Discussion in 'Sports and News' started by Riptide, Oct 23, 2015.

  1. Slacker

    Slacker Well-Known Member

    If and when it gets to that, the civil wars over water rights will be vicious.
     
  2. Regan MacNeil

    Regan MacNeil Well-Known Member

    I’m very glad I live near three rivers.
     
  3. Michael_ Gee

    Michael_ Gee Well-Known Member

    The American Southwest was designed by nature to be very sparsely populated by humans. Nature, as the old saying goes, always bats last.
     
  4. I Should Coco

    I Should Coco Well-Known Member

    The Central Arizona Project canal system, established through legislation sponsored by Barry Goldwater among others, set up a very good water distribution system for the Phoenix area and other parts of the state -- provided the tributaries of the Colorado River received their usual annual runoff.

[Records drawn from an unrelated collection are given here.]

//! Retention policy for worker log files.
//!
//! Each worker writes one log file; left alone the daemon directory grows
//! without bound. A [`LogRetention`] decides which files are old enough to
//! remove and renders a human-readable description of the policy for the
//! startup log line.

use std::path::Path;

use chrono::{DateTime, Duration, Utc};

use crate::error::Result;

#[derive(Debug, Clone, Copy, PartialEq, Eq)]
pub enum LogRetention {
    /// Never remove log files.
    Disabled,
    /// Remove files last modified more than this long ago.
    Relative(Duration),
    /// Remove files last modified before this instant.
    Absolute(DateTime<Utc>),
}

impl LogRetention {
    pub fn days(days: i64) -> Self {
        Self::Relative(Duration::days(days))
    }

    /// The cutoff instant, if the policy defines one.
    pub fn cutoff(&self, now: DateTime<Utc>) -> Option<DateTime<Utc>> {
        match self {
            Self::Disabled => None,
            Self::Relative(age) => Some(now - *age),
            Self::Absolute(instant) => Some(*instant),
        }
    }

    pub fn is_expired(&self, modified: DateTime<Utc>, now: DateTime<Utc>) -> bool {
        self.cutoff(now).is_some_and(|cutoff| modified < cutoff)
    }

    /// Render the policy for log output.
    ///
    /// Whole-day spans of two or more days read as "after N days"; shorter
    /// or uneven spans fall back to a terse duration; absolute policies name
    /// the cutoff timestamp.
    pub fn describe(&self) -> String {
        match self {
            Self::Disabled => "disabled".to_string(),
            Self::Relative(age) => {
                let days = age.num_days();
                if days >= 2 && *age == Duration::days(days) {
                    format!("after {days} days")
                } else {
                    format!("after {}", format_duration_terse(*age))
                }
            }
            Self::Absolute(instant) => {
                format!("older than {}", instant.format("%Y-%m-%d %H:%M:%S UTC"))
            }
        }
    }
}

/// Compact rendering like "1d2h", "90m", "45s".
fn format_duration_terse(duration: Duration) -> String {
    let mut seconds = duration.num_seconds().max(0);
    let days = seconds / 86_400;
    seconds %= 86_400;
    let hours = seconds / 3_600;
    seconds %= 3_600;
    let minutes = seconds / 60;
    seconds %= 60;

    let mut out = String::new();
    if days > 0 {
        out.push_str(&format!("{days}d"));
    }
    if hours > 0 {
        out.push_str(&format!("{hours}h"));
    }
    if minutes > 0 {
        out.push_str(&format!("{minutes}m"));
    }
    if seconds > 0 || out.is_empty() {
        out.push_str(&format!("{seconds}s"));
    }
    out
}

/// Remove expired `.log` files from a directory. Returns how many were
/// removed. A missing directory counts as nothing to do.
pub fn prune_expired_logs(dir: &Path, retention: LogRetention, now: DateTime<Utc>) -> Result<usize> {
    if retention == LogRetention::Disabled || !dir.is_dir() {
        return Ok(0);
    }

    let mut removed = 0;
    for entry in std::fs::read_dir(dir)? {
        let entry = entry?;
        let path = entry.path();
        if path.extension().and_then(|e| e.to_str()) != Some("log") {
            continue;
        }
        let Ok(metadata) = entry.metadata() else {
            continue;
        };
        let Ok(modified) = metadata.modified() else {
            continue;
        };
        let modified: DateTime<Utc> = modified.into();
        if retention.is_expired(modified, now)
            && std::fs::remove_file(&path).is_ok()
        {
            tracing::debug!(path = %path.display(), "removed expired log file");
            removed += 1;
        }
    }
    Ok(removed)
}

    Water supply wasn't a huge issue until the lack of mountain snow and rainy-season rainfall in recent years.
     
  5. Batman

    Batman Well-Known Member

    I assume that was in the 1950s? The Phoenix metro area had 375,000 people in 1950. That doubled by 1960. Today it's 4.8 million.
    Other cities in the Southwest have experienced similar exponential growth. Las Vegas/Clark County went from 127,00 people in 1960 to almost 2.3 million in 2020. Los Angeles was already huge, but its population has more than doubled since 1950, to about 10 million. Los Angeles County had about 170,000 people in 1900.
    The water issue in the Southwest, it would seem, has as much to do with that region's population explosion as it does fickle and scarce resources in a desert climate.
     
    misterbc likes this.
  6. Twirling Time

    Twirling Time Well-Known Member

    Climate and weather are 2 different critters, so I'll post this under climate.

    Dallas has continued an amazing streak this year. Never has a year passed without at least a trace of snow since records in DFW started being kept in 1898. That streak continued with traces being recorded on Nov. 18-19.

    The reason this is surprising is that many places to the north of DFW, including Little Rock, went without snowfall from 1997-2000 and again from 2004-2008.
     
  7. LanceyHoward

    LanceyHoward Well-Known Member

    When the compacts between the Mexico and the seven states that border the Colorado River were set up in the 1920's 16 million acre feet were handed out to seven states and Mexico. Agriculture accounts for 70-80% of each states consumption. Recent flows have been about 13 million acre feet a year.

    Which is not to villainize agriculture. I eat food from those irrigated fields. But to make the point that even if the entire population of the Southwest moved back to wherever they came from there would barely be enough water even if the flows stabilized.

    As snow packs in the Rockies continue to decline due to global warming river flows will continue to decrease. Yeah, it will be ugly.
     
    Last edited: Dec 19, 2022
  8. maumann

    maumann Well-Known Member

  9. Azrael

    Azrael Well-Known Member

    I'm told the collapse of agriculture in this hemisphere due to climate change won't be as terrifying as a family in Kansas being asked to install a heat pump.
     
    I Should Coco likes this.
  10. I Should Coco

    I Should Coco Well-Known Member

    I laughed at this only because I covered a public hearing this fall about requiring heat pumps in all new homes built in Washington state.

    Not retrofitting in existing homes. Just on new homes as of July 2023.

    You’d have thought Inslee was asking for the sacrifice of first-born sons the way builders and the natural gas industry reacted.
     
    Azrael likes this.
  11. Twirling Time

    Twirling Time Well-Known Member

    The heat pump plumbing might be worth one EF rating to keep the house from spinning off to Oz.